Stepping into a very successful secretary of state's shoes can be a challenge. And for Senator John Kerry (R-Mass.) to do so, when outgoing Secretary of State Hillary Clinton's popularity ratings are higher than those of President Obama's is no cakewalk. Given the challenges in the Middle East to U.S Foreign policy, and the region being mired in violence and instability, there are few things that Kerry should do right away as secretary of state to help provide stability and also a modicum of order to the region. I believe there are ways for the U.S to be involved, without direct intervention, and achieve desired results. Here are five ways:
1. Aggressive Diplomacy in Syria:
The civil war in Syria rages on, with unsuccessful efforts from everyone including Lakdar Brahimi — the UN-Arab envoy. Brahimi has warned that the civil war could claim more than 100,000 lives this year, if it continues. Russia and China have been key players who actively blocked this issue from being resolved through the U.N and the situation has reached a point of no return. Unless the U.S. steps up, and lobbies through the UN and other global diplomatic channels to push this issue forward, there is likely to be more regional instability and continued war in Syria. It is about time the U.S. stepped in actively and took a stand in Syria. Kerry has a big role to play in this.

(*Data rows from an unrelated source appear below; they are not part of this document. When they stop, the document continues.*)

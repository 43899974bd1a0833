//! Get command: submit one download and follow it to the end.

use anyhow::{Context, Result};
use chunkdl_core::config::ChunkdlConfig;
use chunkdl_core::naming::dest_name_for;
use chunkdl_core::transport::{probe, HeadResult};
use chunkdl_core::{ChannelListener, DownloadEvent, DownloadRequest, Downloader, TaskSnapshot};
use serde::Serialize;
use std::path::PathBuf;
use std::sync::Arc;

#[derive(Debug, Clone)]
pub struct GetArgs {
    pub url: String,
    pub checksum: String,
    pub length: Option<u64>,
    pub dir: Option<PathBuf>,
    pub name: Option<String>,
    pub segment_size: Option<u64>,
    pub json: bool,
}

/// One JSON output line: the event plus progress when the task is still registered.
#[derive(Debug, Serialize)]
struct EventLine<'a> {
    #[serde(flatten)]
    event: &'a DownloadEvent,
    #[serde(skip_serializing_if = "Option::is_none")]
    accumulated: Option<u64>,
    total: u64,
}

/// Run the download. Returns exit code 0 on success, 1 on failure, 130 on Ctrl-C.
pub async fn run_get(cfg: &ChunkdlConfig, args: GetArgs) -> Result<i32> {
    let head = if args.length.is_none() || args.name.is_none() {
        let url = args.url.clone();
        let curl = cfg.curl;
        let result = tokio::task::spawn_blocking(move || probe(&url, &curl)).await?;
        match (result, args.length) {
            (Ok(head), _) => Some(head),
            (Err(e), None) => return Err(e.context("HEAD probe failed; pass --length")),
            (Err(e), Some(_)) => {
                tracing::debug!("HEAD probe failed, naming from URL: {:#}", e);
                None
            }
        }
    } else {
        None
    };

    let total = match args.length {
        Some(n) => n,
        None => head
            .as_ref()
            .and_then(|h| h.content_length)
            .context("server did not report Content-Length; pass --length")?,
    };
    let name = args.name.clone().unwrap_or_else(|| {
        dest_name_for(
            &args.url,
            head.as_ref().and_then(|h: &HeadResult| h.content_disposition.as_deref()),
        )
    });
    let dir = match &args.dir {
        Some(d) => d.clone(),
        None => std::env::current_dir().context("current directory")?,
    };

    let mut cfg = cfg.clone();
    if let Some(size) = args.segment_size {
        cfg.max_segment_size = size;
    }
    let downloader = Downloader::from_config(&cfg).context("start downloader")?;
    let (listener, mut events) = ChannelListener::new();
    downloader.set_listener(Arc::new(listener));

    let request = DownloadRequest::new(args.url.as_str(), args.checksum.as_str(), total, &dir, name.as_str());
    let task_id = downloader.submit(request)?;
    if !args.json {
        println!("downloading {} -> {} ({} bytes, task {})", args.url, dir.join(&name).display(), total, task_id);
    }

    let ctrl_c = tokio::signal::ctrl_c();
    tokio::pin!(ctrl_c);
    let outcome = loop {
        tokio::select! {
            event = events.recv() => {
                let Some(event) = event else { break None };
                let snapshot = downloader.progress(&args.url);
                print_event(&event, snapshot.as_ref(), total, args.json)?;
                if event.is_terminal() {
                    break Some(event);
                }
            }
            _ = &mut ctrl_c => {
                downloader.cancel(&args.url);
                eprintln!("interrupted; download cancelled");
                break None;
            }
        }
    };

    tokio::task::spawn_blocking(move || downloader.shutdown()).await?;

    Ok(match outcome {
        Some(DownloadEvent::TaskComplete { .. }) => 0,
        Some(_) => 1,
        None => 130,
    })
}

fn print_event(event: &DownloadEvent, snapshot: Option<&TaskSnapshot>, total: u64, json: bool) -> Result<()> {
    if json {
        let line = EventLine {
            event,
            accumulated: snapshot.map(|s| s.accumulated),
            total,
        };
        println!("{}", serde_json::to_string(&line)?);
        return Ok(());
    }
    match event {
        DownloadEvent::ChunkComplete { .. } => {
            if let Some(s) = snapshot {
                println!("{:>6.1}%  {}/{} bytes", s.fraction() * 100.0, s.accumulated, s.total_length);
            }
        }
        DownloadEvent::TaskComplete { url } => println!("complete: {}", url),
        DownloadEvent::Failure { message, .. } => eprintln!("failed: {}", message),
    }
    Ok(())
}
//! Range math and chunk planning.
//!
//! Splits a download of known length into fixed-size byte ranges and
//! computes the HTTP Range directive for each of them.

mod range;

pub use range::{plan_ranges, ByteRange, PlanError};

2. Re-imagine Diplomacy and Tact:
In a rapidly changing world, with global shifts of power taking place in an unprecedented way, the old paradigm of "carrots and sticks" must change. While the State Department under Sec. Hillary Clinton sought to use soft-power to pursue U.S. diplomacy throughout the world, there needs to be a greater realization that the challenges of the future will be largely economic and not military — as Zbigniew Brzezinski, former National Security Advisor to President Jimmy Carter has rightly pointed out.

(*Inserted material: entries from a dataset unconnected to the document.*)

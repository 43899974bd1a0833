//! Integration test: local HTTP server with Range support, multi-chunk download
//! through the curl transport and worker pool.
//!
//! Starts a minimal range-capable server, submits a download, and waits for
//! the terminal listener event.

mod common;

use std::sync::Arc;
use std::time::Duration;

use chunkdl_core::checksum::sha256_path;
use chunkdl_core::config::{ChunkdlConfig, CurlConfig, FailurePolicy};
use chunkdl_core::transport::probe;
use chunkdl_core::{
    ChannelListener, DownloadEvent, DownloadRequest, Downloader, FailureKind, SubmitError,
};
use common::range_server::{self, RangeServerOptions};
use sha2::{Digest, Sha256};
use tempfile::tempdir;
use tokio::sync::mpsc::UnboundedReceiver;

fn body(len: usize) -> Vec<u8> {
    (0u8..251).cycle().take(len).collect()
}

fn sha256_hex(data: &[u8]) -> String {
    hex::encode(Sha256::digest(data))
}

fn test_config(segment: u64) -> ChunkdlConfig {
    ChunkdlConfig {
        max_segment_size: segment,
        workers: 4,
        curl: CurlConfig {
            connect_timeout_secs: 5,
            timeout_secs: 30,
            ..CurlConfig::default()
        },
        ..ChunkdlConfig::default()
    }
}

fn start_downloader(config: &ChunkdlConfig) -> (Downloader, UnboundedReceiver<DownloadEvent>) {
    let dl = Downloader::from_config(config).expect("downloader");
    let (listener, events) = ChannelListener::new();
    dl.set_listener(Arc::new(listener));
    (dl, events)
}

/// Collect events for `url` until its terminal one; returns (terminal, chunk events).
async fn wait_terminal(events: &mut UnboundedReceiver<DownloadEvent>, url: &str) -> (DownloadEvent, usize) {
    let mut chunks = 0;
    loop {
        let event = tokio::time::timeout(Duration::from_secs(30), events.recv())
            .await
            .expect("timed out waiting for download")
            .expect("listener dropped");
        assert_eq!(event.url(), url);
        if event.is_terminal() {
            return (event, chunks);
        }
        chunks += 1;
    }
}

#[tokio::test]
async fn multi_chunk_download_completes_and_file_matches() {
    let data = body(64 * 1024 + 123);
    let server = range_server::start(data.clone());
    let dir = tempdir().unwrap();
    let (dl, mut events) = start_downloader(&test_config(4096));

    let req = DownloadRequest::new(&server.url, sha256_hex(&data), data.len() as u64, dir.path(), "out.bin");
    dl.submit(req).unwrap();

    let (terminal, chunks) = wait_terminal(&mut events, &server.url).await;
    assert_eq!(terminal, DownloadEvent::TaskComplete { url: server.url.clone() });
    assert_eq!(chunks, 17);
    assert_eq!(server.gets(), 17);

    let final_path = dir.path().join("out.bin");
    assert_eq!(std::fs::read(&final_path).unwrap(), data);
    assert_eq!(sha256_path(&final_path).unwrap(), sha256_hex(&data));
    assert!(!dir.path().join("out.bin.part").exists());
    assert!(!dir.path().join(".chunkdl").exists());
    assert_eq!(dl.active_tasks(), 0);
    dl.shutdown();
}

#[tokio::test]
async fn md5_checksum_is_accepted() {
    let data = body(10_000);
    let server = range_server::start(data.clone());
    let dir = tempdir().unwrap();
    let (dl, mut events) = start_downloader(&test_config(3000));

    let md5 = format!("md5:{:x}", md5::compute(&data));
    dl.submit(DownloadRequest::new(&server.url, md5, 10_000, dir.path(), "m.bin"))
        .unwrap();

    let (terminal, _) = wait_terminal(&mut events, &server.url).await;
    assert!(matches!(terminal, DownloadEvent::TaskComplete { .. }));
    assert_eq!(std::fs::read(dir.path().join("m.bin")).unwrap(), data);
    dl.shutdown();
}

#[tokio::test]
async fn failing_range_fails_task_once_and_cleans_up() {
    let data = body(20_000);
    let server = range_server::start_with_options(
        data.clone(),
        RangeServerOptions {
            fail_at: Some(8192),
            ..RangeServerOptions::default()
        },
    );
    let dir = tempdir().unwrap();
    let (dl, mut events) = start_downloader(&test_config(4096));

    dl.submit(DownloadRequest::new(&server.url, sha256_hex(&data), 20_000, dir.path(), "f.bin"))
        .unwrap();

    let (terminal, _) = wait_terminal(&mut events, &server.url).await;
    match terminal {
        DownloadEvent::Failure { kind, message, .. } => {
            assert_eq!(kind, FailureKind::Transport);
            assert!(message.contains("HTTP 500"), "{message}");
        }
        other => panic!("expected failure, got {other:?}"),
    }
    dl.shutdown();

    while let Ok(e) = events.try_recv() {
        assert!(!e.is_terminal(), "extra terminal event {e:?}");
    }
    assert!(!dir.path().join("f.bin").exists());
    assert!(!dir.path().join("f.bin.part").exists());
    assert!(!dir.path().join(".chunkdl").exists());
}

#[tokio::test]
async fn short_body_is_a_transport_failure() {
    let data = body(10_000);
    let server = range_server::start_with_options(
        data.clone(),
        RangeServerOptions {
            short_at: Some(0),
            ..RangeServerOptions::default()
        },
    );
    let dir = tempdir().unwrap();
    let (dl, mut events) = start_downloader(&test_config(5000));

    dl.submit(DownloadRequest::new(&server.url, sha256_hex(&data), 10_000, dir.path(), "s.bin"))
        .unwrap();

    let (terminal, _) = wait_terminal(&mut events, &server.url).await;
    match terminal {
        DownloadEvent::Failure { kind, message, .. } => {
            assert_eq!(kind, FailureKind::Transport);
            assert!(message.contains("chunk 0"), "{message}");
        }
        other => panic!("expected failure, got {other:?}"),
    }
    dl.shutdown();
}

#[tokio::test]
async fn server_ignoring_ranges_is_rejected() {
    let data = body(10_000);
    let server = range_server::start_with_options(
        data.clone(),
        RangeServerOptions {
            support_ranges: false,
            ..RangeServerOptions::default()
        },
    );
    let dir = tempdir().unwrap();
    let (dl, mut events) = start_downloader(&test_config(4000));

    dl.submit(DownloadRequest::new(&server.url, sha256_hex(&data), 10_000, dir.path(), "r.bin"))
        .unwrap();

    let (terminal, _) = wait_terminal(&mut events, &server.url).await;
    assert!(matches!(
        terminal,
        DownloadEvent::Failure { kind: FailureKind::Transport, .. }
    ));
    assert!(!dir.path().join("r.bin").exists());
    dl.shutdown();
}

#[tokio::test]
async fn checksum_mismatch_reports_integrity_failure() {
    let data = body(9_000);
    let server = range_server::start(data.clone());
    let dir = tempdir().unwrap();
    let (dl, mut events) = start_downloader(&test_config(4096));

    dl.submit(DownloadRequest::new(&server.url, sha256_hex(b"other"), 9_000, dir.path(), "c.bin"))
        .unwrap();

    let (terminal, chunks) = wait_terminal(&mut events, &server.url).await;
    assert_eq!(chunks, 3);
    match terminal {
        DownloadEvent::Failure { kind, message, .. } => {
            assert_eq!(kind, FailureKind::IntegrityMismatch);
            assert!(message.contains(&sha256_hex(&data)), "{message}");
        }
        other => panic!("expected failure, got {other:?}"),
    }
    assert!(!dir.path().join("c.bin").exists());
    assert!(!dir.path().join("c.bin.part").exists());
    dl.shutdown();
}

#[tokio::test]
async fn keep_siblings_policy_reports_failed_chunk_and_drops_task() {
    let data = body(12_000);
    let server = range_server::start_with_options(
        data.clone(),
        RangeServerOptions {
            fail_at: Some(4000),
            ..RangeServerOptions::default()
        },
    );
    let dir = tempdir().unwrap();
    let config = ChunkdlConfig {
        failure_policy: FailurePolicy::KeepSiblings,
        ..test_config(4000)
    };
    let (dl, mut events) = start_downloader(&config);

    dl.submit(DownloadRequest::new(&server.url, sha256_hex(&data), 12_000, dir.path(), "k.bin"))
        .unwrap();

    let (terminal, _) = wait_terminal(&mut events, &server.url).await;
    assert!(matches!(
        terminal,
        DownloadEvent::Failure { kind: FailureKind::Transport, .. }
    ));
    dl.shutdown();

    let mut merged_after_failure = 0;
    while let Ok(e) = events.try_recv() {
        assert!(!e.is_terminal(), "extra terminal event {e:?}");
        merged_after_failure += 1;
    }
    assert!(merged_after_failure <= 2);
    assert!(!dir.path().join("k.bin").exists());
    assert!(!dir.path().join("k.bin.part").exists());
}

#[tokio::test]
async fn duplicate_submit_rejected_and_resubmit_after_completion_allowed() {
    let data = body(8_000);
    let server = range_server::start_with_options(
        data.clone(),
        RangeServerOptions {
            delay: Duration::from_millis(200),
            ..RangeServerOptions::default()
        },
    );
    let dir = tempdir().unwrap();
    let (dl, mut events) = start_downloader(&test_config(4000));
    let req = DownloadRequest::new(&server.url, sha256_hex(&data), 8_000, dir.path(), "d.bin");

    let first = dl.submit(req.clone()).unwrap();
    assert_eq!(
        dl.submit(req.clone()),
        Err(SubmitError::DuplicateTask(server.url.clone()))
    );
    let snap = dl.progress(&server.url).expect("registered");
    assert_eq!(snap.id, first);
    assert_eq!(snap.chunk_count, 2);

    let (terminal, _) = wait_terminal(&mut events, &server.url).await;
    assert!(matches!(terminal, DownloadEvent::TaskComplete { .. }));

    let second = dl.submit(req).unwrap();
    assert_ne!(first, second);
    let (terminal, _) = wait_terminal(&mut events, &server.url).await;
    assert!(matches!(terminal, DownloadEvent::TaskComplete { .. }));
    assert_eq!(std::fs::read(dir.path().join("d.bin")).unwrap(), data);
    dl.shutdown();
}

#[tokio::test]
async fn cancel_in_flight_leaves_no_files() {
    let data = body(16_000);
    let server = range_server::start_with_options(
        data.clone(),
        RangeServerOptions {
            delay: Duration::from_millis(300),
            ..RangeServerOptions::default()
        },
    );
    let dir = tempdir().unwrap();
    let (dl, mut events) = start_downloader(&test_config(2000));

    dl.submit(DownloadRequest::new(&server.url, sha256_hex(&data), 16_000, dir.path(), "x.bin"))
        .unwrap();
    tokio::time::sleep(Duration::from_millis(50)).await;
    assert!(dl.cancel(&server.url));
    assert!(dl.progress(&server.url).is_none());
    dl.shutdown();

    while let Ok(e) = events.try_recv() {
        assert!(!e.is_terminal(), "cancelled task must not report {e:?}");
    }
    assert!(!dir.path().join("x.bin").exists());
    assert!(!dir.path().join("x.bin.part").exists());
    assert!(!dir.path().join(".chunkdl").exists());
}

#[test]
fn probe_reports_length_and_range_support() {
    let server = range_server::start(body(5_000));
    let head = probe(&server.url, &CurlConfig::default()).unwrap();
    assert_eq!(head.content_length, Some(5_000));
    assert!(head.accept_ranges);
    assert_eq!(head.etag.as_deref(), Some("test-etag"));
}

3. Middle East Peace Process:
With the weakening of the far-right coalition in Israel, international recognition for Palestine through the UN General Assembly in November 2012 is finally happening. Kerry needs to push for Israel to stop settlements, sit down at the table and negotiate. There is only one country that can do this and it is the U.S. It is about time that Kerry exercised this power and did this — not only for the region but also for global security.
Sanctions on Iran continue, with the state of Iran not buckling much. The ones to pay a real price for this are the ordinary Iranians — who continue to suffer on a daily basis. "Our policy is not containment, but prevention," pointed out Kerry during his Senate confirmation hearings. I believe Kerry should push for aggressive diplomacy with the Iranians and try to work out a solution to get them to start talking with the U.S. A continued impasse will only lead to passive aggressive behavior by groups inimical to peace in the region.
5. U.S.'s Standing in the World:
While the perception of U.S leadership was terribly low following the Bush years, falling as low as 43% in 2011, it is a fact that the biggest threat to U.S has been the slow economic recovery. While trade, commerce, and all economic activity are crucial to a country, they are not isolated from other geopolitical forces. This is where the U.S can play a key role; in providing stability and order by retaining its own position as the world's largest economy.
While questions have been raised about his anti-war stance in the past, there is no doubt that with his experience, vision and a pragmatic approach Kerry is the man to "get the house in order" and lead the State Department — and the country — into building stronger partnerships and better foreign policies in the years to come.